Where does the string "consumed" occur in the records below? Copy every line that holds it.

Stored records

+ + + + +

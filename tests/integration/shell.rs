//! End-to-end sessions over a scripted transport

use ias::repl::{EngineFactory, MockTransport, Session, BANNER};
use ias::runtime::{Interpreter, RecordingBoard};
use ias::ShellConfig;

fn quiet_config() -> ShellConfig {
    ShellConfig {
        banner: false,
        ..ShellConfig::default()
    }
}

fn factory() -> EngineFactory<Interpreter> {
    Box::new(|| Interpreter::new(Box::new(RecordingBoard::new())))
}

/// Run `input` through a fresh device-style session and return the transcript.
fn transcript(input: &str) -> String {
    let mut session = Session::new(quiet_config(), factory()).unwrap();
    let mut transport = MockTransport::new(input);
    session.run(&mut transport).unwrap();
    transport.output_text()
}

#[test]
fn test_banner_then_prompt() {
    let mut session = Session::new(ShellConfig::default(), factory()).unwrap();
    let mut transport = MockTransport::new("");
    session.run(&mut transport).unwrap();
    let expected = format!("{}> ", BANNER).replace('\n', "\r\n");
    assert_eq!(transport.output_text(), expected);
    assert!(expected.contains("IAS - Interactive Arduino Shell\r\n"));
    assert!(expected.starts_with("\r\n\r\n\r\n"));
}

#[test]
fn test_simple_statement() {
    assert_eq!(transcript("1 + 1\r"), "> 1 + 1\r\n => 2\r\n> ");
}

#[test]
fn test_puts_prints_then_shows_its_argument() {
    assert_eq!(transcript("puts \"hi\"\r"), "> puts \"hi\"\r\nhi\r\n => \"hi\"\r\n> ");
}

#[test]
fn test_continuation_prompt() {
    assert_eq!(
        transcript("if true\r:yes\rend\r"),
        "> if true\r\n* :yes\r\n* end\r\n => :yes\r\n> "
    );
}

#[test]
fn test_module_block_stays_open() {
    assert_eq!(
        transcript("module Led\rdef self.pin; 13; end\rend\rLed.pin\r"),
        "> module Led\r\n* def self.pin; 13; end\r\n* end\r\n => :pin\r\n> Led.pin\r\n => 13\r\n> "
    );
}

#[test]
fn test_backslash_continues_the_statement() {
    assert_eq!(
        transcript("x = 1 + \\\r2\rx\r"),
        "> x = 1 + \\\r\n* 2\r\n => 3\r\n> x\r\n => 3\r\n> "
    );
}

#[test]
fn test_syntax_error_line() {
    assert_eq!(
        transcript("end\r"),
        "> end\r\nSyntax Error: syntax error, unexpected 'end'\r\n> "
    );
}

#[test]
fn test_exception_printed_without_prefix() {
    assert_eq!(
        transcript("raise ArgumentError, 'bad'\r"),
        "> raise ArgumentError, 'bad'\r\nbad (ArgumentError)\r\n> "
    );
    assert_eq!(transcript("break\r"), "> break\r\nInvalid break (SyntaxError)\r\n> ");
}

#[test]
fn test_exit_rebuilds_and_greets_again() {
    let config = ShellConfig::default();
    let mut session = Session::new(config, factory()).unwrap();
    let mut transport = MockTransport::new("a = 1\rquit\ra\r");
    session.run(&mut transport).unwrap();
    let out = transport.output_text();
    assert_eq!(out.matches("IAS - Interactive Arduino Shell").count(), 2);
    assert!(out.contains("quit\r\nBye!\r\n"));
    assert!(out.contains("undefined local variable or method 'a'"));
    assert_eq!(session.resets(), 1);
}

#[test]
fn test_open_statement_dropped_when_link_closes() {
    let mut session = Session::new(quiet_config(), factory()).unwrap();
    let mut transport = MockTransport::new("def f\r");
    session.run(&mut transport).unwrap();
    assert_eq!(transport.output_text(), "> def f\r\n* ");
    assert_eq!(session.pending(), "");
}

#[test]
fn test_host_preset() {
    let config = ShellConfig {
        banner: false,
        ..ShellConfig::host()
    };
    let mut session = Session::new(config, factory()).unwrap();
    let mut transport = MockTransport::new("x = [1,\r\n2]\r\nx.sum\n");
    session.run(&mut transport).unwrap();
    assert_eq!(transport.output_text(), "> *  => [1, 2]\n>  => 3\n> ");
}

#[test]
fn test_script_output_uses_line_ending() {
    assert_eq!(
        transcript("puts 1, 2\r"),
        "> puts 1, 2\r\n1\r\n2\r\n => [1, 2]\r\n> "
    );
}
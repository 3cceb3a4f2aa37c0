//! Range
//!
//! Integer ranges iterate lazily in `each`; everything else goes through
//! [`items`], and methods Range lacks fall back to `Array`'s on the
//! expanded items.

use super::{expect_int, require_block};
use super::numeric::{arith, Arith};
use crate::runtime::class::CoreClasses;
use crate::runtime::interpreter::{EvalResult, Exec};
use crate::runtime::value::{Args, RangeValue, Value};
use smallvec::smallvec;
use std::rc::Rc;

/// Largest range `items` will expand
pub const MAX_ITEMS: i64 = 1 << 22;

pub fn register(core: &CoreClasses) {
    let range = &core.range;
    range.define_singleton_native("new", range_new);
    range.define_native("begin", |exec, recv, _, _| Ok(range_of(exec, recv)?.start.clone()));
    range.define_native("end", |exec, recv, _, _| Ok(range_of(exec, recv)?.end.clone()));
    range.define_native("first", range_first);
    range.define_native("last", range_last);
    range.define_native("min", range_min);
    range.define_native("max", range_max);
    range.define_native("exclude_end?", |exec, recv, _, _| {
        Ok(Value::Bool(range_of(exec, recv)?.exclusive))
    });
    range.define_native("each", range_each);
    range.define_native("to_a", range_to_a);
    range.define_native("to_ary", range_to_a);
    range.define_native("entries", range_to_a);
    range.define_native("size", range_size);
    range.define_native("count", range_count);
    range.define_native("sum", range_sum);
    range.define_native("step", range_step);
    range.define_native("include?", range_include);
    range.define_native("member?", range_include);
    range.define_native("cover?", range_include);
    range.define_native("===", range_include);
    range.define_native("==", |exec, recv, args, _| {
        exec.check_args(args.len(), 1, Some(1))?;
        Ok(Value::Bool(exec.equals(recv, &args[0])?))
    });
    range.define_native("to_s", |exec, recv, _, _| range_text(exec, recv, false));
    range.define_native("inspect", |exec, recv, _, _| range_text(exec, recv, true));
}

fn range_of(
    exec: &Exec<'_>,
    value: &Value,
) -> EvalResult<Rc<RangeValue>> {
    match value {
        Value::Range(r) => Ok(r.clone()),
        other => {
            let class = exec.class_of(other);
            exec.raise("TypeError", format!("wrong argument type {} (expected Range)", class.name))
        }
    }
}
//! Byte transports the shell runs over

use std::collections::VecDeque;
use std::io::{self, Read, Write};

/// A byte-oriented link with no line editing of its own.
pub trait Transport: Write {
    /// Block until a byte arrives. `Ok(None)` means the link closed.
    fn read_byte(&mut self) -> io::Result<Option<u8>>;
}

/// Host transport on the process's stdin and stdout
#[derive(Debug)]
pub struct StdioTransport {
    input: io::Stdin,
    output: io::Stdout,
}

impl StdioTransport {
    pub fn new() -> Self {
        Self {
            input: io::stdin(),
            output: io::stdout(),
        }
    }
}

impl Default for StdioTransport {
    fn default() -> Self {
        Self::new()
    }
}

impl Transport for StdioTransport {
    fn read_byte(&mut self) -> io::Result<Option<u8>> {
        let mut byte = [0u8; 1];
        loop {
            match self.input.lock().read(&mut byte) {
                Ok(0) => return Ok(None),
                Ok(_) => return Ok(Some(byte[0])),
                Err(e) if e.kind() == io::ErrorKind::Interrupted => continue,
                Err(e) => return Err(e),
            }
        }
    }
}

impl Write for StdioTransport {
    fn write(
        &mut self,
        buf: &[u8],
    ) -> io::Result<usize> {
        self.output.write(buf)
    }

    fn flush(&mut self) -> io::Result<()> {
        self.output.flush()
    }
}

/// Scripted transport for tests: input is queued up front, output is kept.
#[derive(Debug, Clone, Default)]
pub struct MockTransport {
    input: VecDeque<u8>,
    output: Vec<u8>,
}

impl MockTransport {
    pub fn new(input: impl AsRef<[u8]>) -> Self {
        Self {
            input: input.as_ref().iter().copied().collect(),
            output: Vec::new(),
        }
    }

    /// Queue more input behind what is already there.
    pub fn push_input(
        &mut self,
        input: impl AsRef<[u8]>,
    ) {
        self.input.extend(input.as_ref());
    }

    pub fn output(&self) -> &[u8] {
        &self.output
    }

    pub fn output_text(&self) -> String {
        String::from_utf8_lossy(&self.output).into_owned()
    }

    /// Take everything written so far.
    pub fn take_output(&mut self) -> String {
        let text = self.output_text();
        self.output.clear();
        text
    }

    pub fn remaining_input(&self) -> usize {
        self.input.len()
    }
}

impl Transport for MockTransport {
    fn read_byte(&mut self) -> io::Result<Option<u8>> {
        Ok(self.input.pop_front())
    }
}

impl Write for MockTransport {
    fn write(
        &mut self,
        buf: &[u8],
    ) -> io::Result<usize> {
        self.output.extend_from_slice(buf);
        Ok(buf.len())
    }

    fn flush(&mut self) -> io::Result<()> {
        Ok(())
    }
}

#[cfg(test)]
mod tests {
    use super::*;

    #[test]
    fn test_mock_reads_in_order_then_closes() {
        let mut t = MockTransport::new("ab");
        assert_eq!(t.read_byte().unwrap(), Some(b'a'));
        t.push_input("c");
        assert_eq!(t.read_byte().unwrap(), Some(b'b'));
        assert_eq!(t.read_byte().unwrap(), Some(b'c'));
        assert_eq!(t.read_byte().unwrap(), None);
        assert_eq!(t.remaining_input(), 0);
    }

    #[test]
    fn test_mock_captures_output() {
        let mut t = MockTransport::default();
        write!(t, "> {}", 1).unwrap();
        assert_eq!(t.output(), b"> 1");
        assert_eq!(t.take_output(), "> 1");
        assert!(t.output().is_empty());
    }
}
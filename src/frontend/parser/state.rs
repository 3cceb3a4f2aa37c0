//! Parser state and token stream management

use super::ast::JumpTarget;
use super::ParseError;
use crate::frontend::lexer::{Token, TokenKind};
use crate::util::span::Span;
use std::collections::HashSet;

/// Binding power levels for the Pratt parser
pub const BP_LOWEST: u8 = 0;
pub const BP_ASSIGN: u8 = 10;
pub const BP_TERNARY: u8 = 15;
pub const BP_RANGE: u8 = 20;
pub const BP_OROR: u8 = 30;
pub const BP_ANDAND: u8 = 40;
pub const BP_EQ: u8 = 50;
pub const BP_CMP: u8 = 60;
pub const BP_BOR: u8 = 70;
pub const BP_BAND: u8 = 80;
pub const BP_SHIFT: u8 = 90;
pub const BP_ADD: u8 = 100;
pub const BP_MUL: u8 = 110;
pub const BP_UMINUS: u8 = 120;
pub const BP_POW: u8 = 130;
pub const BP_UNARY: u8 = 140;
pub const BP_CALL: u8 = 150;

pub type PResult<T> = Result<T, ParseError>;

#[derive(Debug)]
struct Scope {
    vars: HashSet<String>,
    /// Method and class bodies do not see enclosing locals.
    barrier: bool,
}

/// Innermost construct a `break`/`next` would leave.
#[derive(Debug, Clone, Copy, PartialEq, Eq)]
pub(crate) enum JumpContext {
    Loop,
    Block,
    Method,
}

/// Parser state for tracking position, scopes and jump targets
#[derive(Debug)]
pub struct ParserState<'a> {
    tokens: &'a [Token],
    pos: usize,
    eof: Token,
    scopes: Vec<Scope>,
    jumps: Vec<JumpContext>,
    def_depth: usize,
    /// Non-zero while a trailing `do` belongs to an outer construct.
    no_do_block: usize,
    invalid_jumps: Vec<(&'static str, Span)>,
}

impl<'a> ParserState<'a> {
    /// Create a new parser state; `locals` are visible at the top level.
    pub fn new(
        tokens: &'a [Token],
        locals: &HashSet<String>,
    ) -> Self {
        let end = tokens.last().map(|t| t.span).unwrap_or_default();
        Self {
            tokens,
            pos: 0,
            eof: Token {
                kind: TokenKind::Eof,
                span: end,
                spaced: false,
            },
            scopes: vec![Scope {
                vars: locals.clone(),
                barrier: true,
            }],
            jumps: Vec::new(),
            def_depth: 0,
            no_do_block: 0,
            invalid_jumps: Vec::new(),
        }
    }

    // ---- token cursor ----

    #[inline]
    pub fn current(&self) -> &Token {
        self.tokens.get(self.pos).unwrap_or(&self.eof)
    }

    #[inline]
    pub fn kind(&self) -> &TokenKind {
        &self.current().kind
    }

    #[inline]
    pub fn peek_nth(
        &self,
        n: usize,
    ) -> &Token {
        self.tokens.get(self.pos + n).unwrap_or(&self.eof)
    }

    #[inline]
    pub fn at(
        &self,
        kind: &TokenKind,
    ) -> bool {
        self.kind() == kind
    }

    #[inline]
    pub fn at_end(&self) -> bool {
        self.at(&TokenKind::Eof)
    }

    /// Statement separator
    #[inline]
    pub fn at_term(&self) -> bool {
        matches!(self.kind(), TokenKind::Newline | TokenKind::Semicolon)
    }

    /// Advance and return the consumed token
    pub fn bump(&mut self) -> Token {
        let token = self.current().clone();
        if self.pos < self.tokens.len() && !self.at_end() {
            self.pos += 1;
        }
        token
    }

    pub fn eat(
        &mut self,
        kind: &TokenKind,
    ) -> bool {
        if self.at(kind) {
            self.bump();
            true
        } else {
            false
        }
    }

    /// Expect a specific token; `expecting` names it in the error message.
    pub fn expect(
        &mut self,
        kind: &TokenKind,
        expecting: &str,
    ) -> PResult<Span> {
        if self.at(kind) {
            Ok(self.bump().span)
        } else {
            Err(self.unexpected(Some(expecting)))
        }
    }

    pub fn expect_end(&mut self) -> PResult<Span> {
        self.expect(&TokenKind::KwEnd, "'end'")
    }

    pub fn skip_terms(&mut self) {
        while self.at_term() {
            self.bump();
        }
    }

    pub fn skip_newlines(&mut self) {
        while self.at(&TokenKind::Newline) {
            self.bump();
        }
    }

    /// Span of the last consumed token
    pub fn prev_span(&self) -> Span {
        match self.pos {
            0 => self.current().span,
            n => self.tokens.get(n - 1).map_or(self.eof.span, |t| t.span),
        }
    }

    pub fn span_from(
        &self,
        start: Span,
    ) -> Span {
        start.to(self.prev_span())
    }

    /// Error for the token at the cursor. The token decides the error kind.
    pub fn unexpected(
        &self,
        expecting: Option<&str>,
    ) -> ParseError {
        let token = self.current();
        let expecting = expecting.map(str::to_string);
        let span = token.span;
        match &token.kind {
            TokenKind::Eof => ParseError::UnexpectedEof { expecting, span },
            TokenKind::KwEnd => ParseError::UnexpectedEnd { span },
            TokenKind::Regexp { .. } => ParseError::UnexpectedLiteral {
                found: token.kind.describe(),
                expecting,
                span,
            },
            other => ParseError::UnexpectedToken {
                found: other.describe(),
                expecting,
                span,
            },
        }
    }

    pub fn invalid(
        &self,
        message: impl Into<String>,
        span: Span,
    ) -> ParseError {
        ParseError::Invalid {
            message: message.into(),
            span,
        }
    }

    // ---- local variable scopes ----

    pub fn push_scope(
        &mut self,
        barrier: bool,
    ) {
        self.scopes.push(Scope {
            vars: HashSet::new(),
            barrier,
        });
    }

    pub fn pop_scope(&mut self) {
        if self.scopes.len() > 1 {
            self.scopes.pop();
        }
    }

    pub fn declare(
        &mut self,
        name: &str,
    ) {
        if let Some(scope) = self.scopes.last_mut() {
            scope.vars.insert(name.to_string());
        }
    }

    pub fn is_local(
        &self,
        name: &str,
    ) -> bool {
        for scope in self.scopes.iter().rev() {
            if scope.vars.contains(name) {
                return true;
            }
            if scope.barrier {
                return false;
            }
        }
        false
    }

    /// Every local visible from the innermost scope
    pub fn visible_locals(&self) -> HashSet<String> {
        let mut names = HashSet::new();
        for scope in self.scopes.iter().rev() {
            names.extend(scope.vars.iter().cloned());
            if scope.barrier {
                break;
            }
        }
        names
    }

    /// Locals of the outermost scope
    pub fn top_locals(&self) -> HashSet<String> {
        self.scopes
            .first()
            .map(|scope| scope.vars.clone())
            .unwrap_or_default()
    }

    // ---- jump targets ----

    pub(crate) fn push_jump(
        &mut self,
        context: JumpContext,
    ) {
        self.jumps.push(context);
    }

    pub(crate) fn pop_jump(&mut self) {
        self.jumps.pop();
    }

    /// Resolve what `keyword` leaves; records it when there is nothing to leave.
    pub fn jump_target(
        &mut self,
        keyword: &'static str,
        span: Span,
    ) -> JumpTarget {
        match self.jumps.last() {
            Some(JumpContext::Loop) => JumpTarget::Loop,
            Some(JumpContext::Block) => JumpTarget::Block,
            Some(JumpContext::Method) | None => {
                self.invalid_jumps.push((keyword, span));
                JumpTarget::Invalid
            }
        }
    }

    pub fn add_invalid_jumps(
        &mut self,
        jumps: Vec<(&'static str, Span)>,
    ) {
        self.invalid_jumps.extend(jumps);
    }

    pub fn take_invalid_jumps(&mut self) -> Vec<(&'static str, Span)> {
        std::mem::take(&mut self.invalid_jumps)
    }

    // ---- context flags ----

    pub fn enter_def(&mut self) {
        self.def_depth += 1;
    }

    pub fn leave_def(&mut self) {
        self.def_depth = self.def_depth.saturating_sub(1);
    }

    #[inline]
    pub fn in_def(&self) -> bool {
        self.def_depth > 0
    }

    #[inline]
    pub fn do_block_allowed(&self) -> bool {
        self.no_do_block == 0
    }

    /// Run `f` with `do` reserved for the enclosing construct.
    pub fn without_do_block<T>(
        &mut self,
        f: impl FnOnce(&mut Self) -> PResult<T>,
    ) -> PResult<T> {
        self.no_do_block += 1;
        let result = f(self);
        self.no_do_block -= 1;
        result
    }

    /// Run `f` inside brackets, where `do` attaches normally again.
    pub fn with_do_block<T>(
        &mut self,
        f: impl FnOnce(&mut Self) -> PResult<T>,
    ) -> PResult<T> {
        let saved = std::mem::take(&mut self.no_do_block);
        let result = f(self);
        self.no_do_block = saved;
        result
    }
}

+ + + + +

Answer section
    /// Advance and return the consumed token
    /// Span of the last consumed token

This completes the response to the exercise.